31 Des 2018 08:50
Disupport Warga, Bahan Baku Original

Dulu Haram Sekarang Halal

MyPassion
Ilustrasi

Puluhan tahun Cap Tikus ‘diharamkan’ (ilegal). Kini berkat berbagai inovasi dan usaha bertahun-tahun untuk pengurusan dokumen, produk asli petani Minahasa tersebut akhirnya bisa ‘dihalalkan’ (berizin resmi) pemerintah pusat dan daerah.
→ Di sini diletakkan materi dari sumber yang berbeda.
//! `ferry container`: create and list containers.

use anyhow::Result;
use clap::{Args, Subcommand};
use ferry_core::db::store::{self, NewContainer};
use ferry_core::error::ErrorCode;
use ferry_core::{Container, Visibility};
use serde::Serialize;
use std::path::Path;

use crate::cmd::open_project_store;
use crate::output::{CliError, OutputMode, fail, pretty_section, render};

#[derive(Subcommand, Debug)]
pub enum ContainerCommand {
    /// Create a container.
    Add(AddArgs),
    /// List every container.
    List,
}

#[derive(Args, Debug)]
pub struct AddArgs {
    /// Namespace (group or user), e.g. `acme` or `acme/platform`.
    pub namespace: String,

    /// URL slug, unique within the namespace.
    pub path: String,

    /// Human-readable name. Defaults to the path.
    #[arg(long)]
    pub name: Option<String>,

    /// Who can see the container.
    #[arg(long, default_value = "private")]
    pub visibility: Visibility,
}

#[derive(Debug, Serialize)]
struct ContainerView<'a> {
    #[serde(flatten)]
    container: &'a Container,
    full_path: String,
    display_name: String,
}

impl<'a> From<&'a Container> for ContainerView<'a> {
    fn from(container: &'a Container) -> Self {
        Self {
            container,
            full_path: container.full_path(),
            display_name: container.display_name(),
        }
    }
}

pub fn run_container(
    command: &ContainerCommand,
    output: OutputMode,
    project_root: &Path,
) -> Result<()> {
    match command {
        ContainerCommand::Add(args) => run_add(args, output, project_root),
        ContainerCommand::List => run_list(output, project_root),
    }
}

fn run_add(args: &AddArgs, output: OutputMode, project_root: &Path) -> Result<()> {
    let conn = open_project_store(project_root, output)?;
    let full_path = format!("{}/{}", args.namespace, args.path);
    if store::find_container_by_path(&conn, &full_path)?.is_some() {
        return Err(fail(
            output,
            &CliError::new(format!("container {full_path} already exists")),
        ));
    }

    let container = store::insert_container(
        &conn,
        &NewContainer {
            namespace: &args.namespace,
            path: &args.path,
            name: args.name.as_deref().unwrap_or(""),
            visibility: args.visibility,
        },
    )
    .map_err(|e| fail(output, &CliError::coded(ErrorCode::InvalidPath, format!("{e:#}"))))?;

    tracing::info!(container = %container.full_path(), "created container");

    render(output, &ContainerView::from(&container), |v, w| {
        writeln!(
            w,
            "✓ {} created ({}, {})",
            v.full_path, v.display_name, v.container.visibility
        )
    })
}

fn run_list(output: OutputMode, project_root: &Path) -> Result<()> {
    let conn = open_project_store(project_root, output)?;
    let containers = store::list_containers(&conn)?;
    let views: Vec<ContainerView<'_>> = containers.iter().map(ContainerView::from).collect();

    render(output, &views, |views, w| {
        if output.is_pretty() {
            pretty_section(w, &format!("Containers ({})", views.len()))?;
        }
        for v in views {
            writeln!(
                w,
                "{}\t{}\t{}",
                v.full_path, v.display_name, v.container.visibility
            )?;
        }
        Ok(())
    })
}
MANADOPOSTONLINE.COM - Cap Tikus akhirnya bisa lebih bernilai. Dikemas lebih menarik dengan sebuah botol kecokelatan berukuran sedang. Tutup botolnya dipakaikan kertas cukai. Sementara sebagian botolnya dikemas dengan memakai kertas bertuliskan Cap Tikus 1978. Di atasnya ada tulisan Legendary Product of Minahasa. Ukurannya 320 ml.
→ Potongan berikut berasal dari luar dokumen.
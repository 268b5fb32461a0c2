//! Shared output layer for pretty/text/JSON parity across all CLI commands.
//!
//! Every command handler receives an [`OutputMode`] and formats its output
//! accordingly: pretty output for humans, compact text for scripts, or
//! stable JSON.
//!
//! # Output mode resolution
//!
//! Precedence (highest wins):
//! 1. `--format` / `--json` flag
//! 2. `FERRY_FORMAT` env var → `"pretty"` | `"text"` | `"json"`
//! 3. User config `output` key, same values
//! 4. Default: [`OutputMode::Pretty`] if stdout is a TTY; [`OutputMode::Text`] if piped.

use clap::ValueEnum;
use ferry_core::error::{ErrorCode, MoveError};
use serde::Serialize;
use std::io::{self, IsTerminal, Write};

/// Shared width for human pretty separators.
pub const PRETTY_RULE_WIDTH: usize = 72;

/// Write a horizontal separator used by pretty human output.
pub fn pretty_rule(w: &mut dyn Write) -> io::Result<()> {
    writeln!(w, "{:-<width$}", "", width = PRETTY_RULE_WIDTH)
}

/// Write a section heading followed by a separator.
pub fn pretty_section(w: &mut dyn Write, heading: &str) -> io::Result<()> {
    writeln!(w, "{heading}")?;
    pretty_rule(w)
}

/// Render a left-aligned key/value line in human output.
pub fn pretty_kv(w: &mut dyn Write, key: &str, value: impl AsRef<str>) -> io::Result<()> {
    writeln!(w, "{:<12} {}", format!("{key}:"), value.as_ref())
}

/// The three output modes supported by the CLI.
#[derive(Debug, Clone, Copy, PartialEq, Eq, ValueEnum)]
pub enum OutputMode {
    /// Human-optimized output (sections, visual framing).
    Pretty,
    /// Plain tab-separated text for pipes.
    Text,
    /// Machine-readable JSON.
    Json,
}

impl OutputMode {
    /// Returns `true` if JSON output was requested.
    pub const fn is_json(self) -> bool {
        matches!(self, Self::Json)
    }

    /// Returns `true` if pretty output was requested.
    pub const fn is_pretty(self) -> bool {
        matches!(self, Self::Pretty)
    }

    fn parse_loose(value: &str) -> Option<Self> {
        match value.to_lowercase().as_str() {
            "json" => Some(Self::Json),
            "text" => Some(Self::Text),
            "pretty" => Some(Self::Pretty),
            _ => None,
        }
    }
}

/// Core resolution logic, separated from I/O for testability.
fn resolve_output_mode_inner(
    format_flag: Option<OutputMode>,
    json_flag: bool,
    format_env: Option<&str>,
    config_output: Option<&str>,
    is_tty: bool,
) -> OutputMode {
    if let Some(mode) = format_flag {
        return mode;
    }

    if json_flag {
        return OutputMode::Json;
    }

    // Unknown values fall through to the next source.
    if let Some(mode) = format_env.and_then(OutputMode::parse_loose) {
        return mode;
    }
    if let Some(mode) = config_output.and_then(OutputMode::parse_loose) {
        return mode;
    }

    if is_tty {
        OutputMode::Pretty
    } else {
        OutputMode::Text
    }
}

/// Resolve the output mode from CLI flags, environment, user config, and
/// TTY defaults.
pub fn resolve_output_mode(
    format_flag: Option<OutputMode>,
    json_flag: bool,
    config_output: Option<&str>,
) -> OutputMode {
    let env_val = std::env::var("FERRY_FORMAT").ok();
    let is_tty = io::stdout().is_terminal();
    resolve_output_mode_inner(
        format_flag,
        json_flag,
        env_val.as_deref(),
        config_output,
        is_tty,
    )
}

/// A structured error with optional suggestion and error code.
#[derive(Debug, Serialize)]
pub struct CliError {
    /// Human-readable error message.
    pub message: String,
    /// Optional suggestion for how to fix the error.
    #[serde(skip_serializing_if = "Option::is_none")]
    pub suggestion: Option<String>,
    /// Machine-readable error code (e.g. "E3001", "missing_actor").
    #[serde(skip_serializing_if = "Option::is_none")]
    pub error_code: Option<String>,
}

impl CliError {
    /// Create a simple error with just a message.
    pub fn new(message: impl Into<String>) -> Self {
        Self {
            message: message.into(),
            suggestion: None,
            error_code: None,
        }
    }

    /// Create an error with a suggestion and error code.
    pub fn with_details(
        message: impl Into<String>,
        suggestion: impl Into<String>,
        error_code: impl Into<String>,
    ) -> Self {
        Self {
            message: message.into(),
            suggestion: Some(suggestion.into()),
            error_code: Some(error_code.into()),
        }
    }

    /// Create an error carrying a stable [`ErrorCode`] and its hint.
    pub fn coded(code: ErrorCode, message: impl Into<String>) -> Self {
        Self {
            message: message.into(),
            suggestion: code.hint().map(str::to_string),
            error_code: Some(code.code().to_string()),
        }
    }
}

/// Convert a [`MoveError`] into a [`CliError`].
///
/// Storage failures only ever show their display message; the underlying
/// `rusqlite` error goes to the log, not the terminal.
impl From<&MoveError> for CliError {
    fn from(err: &MoveError) -> Self {
        Self::coded(err.code(), err.to_string())
    }
}

/// Render a serializable value to stdout in the requested format.
///
/// In JSON mode, the value is serialized with `serde_json`. In pretty/text mode,
/// the provided `human_fn` closure is called to produce text output.
pub fn render<T: Serialize>(
    mode: OutputMode,
    value: &T,
    human_fn: impl FnOnce(&T, &mut dyn Write) -> io::Result<()>,
) -> anyhow::Result<()> {
    let stdout = io::stdout();
    let mut out = stdout.lock();
    match mode {
        OutputMode::Json => {
            serde_json::to_writer_pretty(&mut out, value)?;
            writeln!(out)?;
        }
        OutputMode::Pretty | OutputMode::Text => {
            human_fn(value, &mut out)?;
        }
    }
    Ok(())
}

/// Render an error to stderr in the requested format.
pub fn render_error(mode: OutputMode, error: &CliError) -> anyhow::Result<()> {
    let stderr = io::stderr();
    let mut out = stderr.lock();
    write_error(mode, error, &mut out)
}

fn write_error(mode: OutputMode, error: &CliError, out: &mut dyn Write) -> anyhow::Result<()> {
    match mode {
        OutputMode::Json => {
            let wrapper = serde_json::json!({
                "error": error,
            });
            serde_json::to_writer_pretty(&mut *out, &wrapper)?;
            writeln!(out)?;
        }
        OutputMode::Pretty | OutputMode::Text => {
            match error.error_code {
                Some(ref code) => writeln!(out, "error[{code}]: {}", error.message)?,
                None => writeln!(out, "error: {}", error.message)?,
            }
            if let Some(ref suggestion) = error.suggestion {
                writeln!(out, "  suggestion: {suggestion}")?;
            }
        }
    }
    Ok(())
}

/// Render `error` and turn it into the `anyhow::Error` a command returns.
pub fn fail(mode: OutputMode, error: &CliError) -> anyhow::Error {
    if let Err(render_err) = render_error(mode, error) {
        tracing::warn!(error = %render_err, "failed to render error");
    }
    anyhow::anyhow!("{}", error.message)
}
Kini minuman ini bisa dijadikan ole-ole bagi wisatawan lokal maupun mancanegara. Sementara warga yang sekadar ingin mabuk-mabukan, perlu pikir dua tiga kali untuk membelinya, karena dibanderol Rp 70 ribu per botol. Dengan legalnya Cap Tikus, para petani sudah bisa bernafas lega.

Tak dapat dimungkiri, minuman keras (miras) ilegal juga masih marak beredar di tanah Nyiur Melambai. Padahal, konsumsi miras berlebihan juga sering jadi biang kerok kasus-kasus kriminalitas seperti penganiayaan, dan penyebab kecelakaan lalu lintas (lihat grafis). Tak hanya itu, saat rekrutmen polisi, TNI, bahkan Calon Pegawai Negeri Sipil (CPNS), minuman perusak kesehatan ini, sering jadi hambatan bagi generasi muda untuk berkarir.
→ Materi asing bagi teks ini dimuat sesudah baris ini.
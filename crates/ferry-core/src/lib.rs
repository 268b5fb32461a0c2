//! ferry-core library.
//!
//! Moves issues between containers (projects) while keeping every reference
//! to and from them resolvable.
//!
//! # Conventions
//!
//! - **Errors**: `thiserror` enums on the move contract, `anyhow::Result` for
//!   helpers and store queries.
//! - **Logging**: Use `tracing` macros (`info!`, `warn!`, `error!`, `debug!`, `trace!`).

pub mod access;
pub mod catalog;
pub mod config;
pub mod db;
pub mod eligibility;
pub mod error;
pub mod model;
pub mod reference;
pub mod relocate;

pub use access::{AccessEvaluator, MembershipAccess};
pub use catalog::{MoveDestination, list_move_destinations};
pub use eligibility::{can_offer_move, move_options};
pub use error::{ErrorCode, MoveError};
pub use model::access::AccessLevel;
pub use model::container::{Container, ContainerId, Visibility};
pub use model::issue::{Issue, IssueId, IssueState};
pub use relocate::{MoveTarget, Relocation, Relocator};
Sementara dari segi perekonomian, peredaran miras ilegal banyak merugikan pemerintah. Penyebabnya, produk yang diedarkan tak dilekati pita cukai dari Bea dan Cukai. Karena miras yang tak bercukai dijual lebih murah. Daerah dirugikan hingga miliaran rupiah karena tak bayar pajak.

Melalui PT Jobubu Jarum Minahasa (JJM), keresahan petani Cap Tikus diperjuangkan hingga mendapat kelegalan. Bukan hal yang mudah menjadikan minuman khas Minahasa ini legal. Butuh perjuangan dari segala pihak termasuk Pemerintah Kabupaten Minahasa Selatan (Minsel).

Berlokasi di Minsel, wartawan koran ini berkesempatan mengunjungi pabrik Cap Tikus PT JJM yang terletak di Desa Kapitu, Kecamatan Amurang Timur, Minggu (30/12) kemarin. Semua prosesnya terinci dan jelas disampaikan pihak pengelola pabrik. Mulai dari disuplainya bahan mentah Cap Tikus, hingga proses pengemasan dalam botol khas.

Di dalam pabrik, terdapat tiga tong besar tempat menampung Cap Tikus dari penyuplai. Tiap tong yang kapasitas mencapai ratusan liter itu, terdapat pipa yang menyalurkan Cap Tikus ke tempat desimilasi dan penyaringan. Selanjutnya pipa mengarah ke alat pengisian. Di situ, botol khas Cap Tikus berukuran 320 ml menunggu untuk diisi. Selanjutnya pindah ke alat penutupan segel botol dan pemberian label.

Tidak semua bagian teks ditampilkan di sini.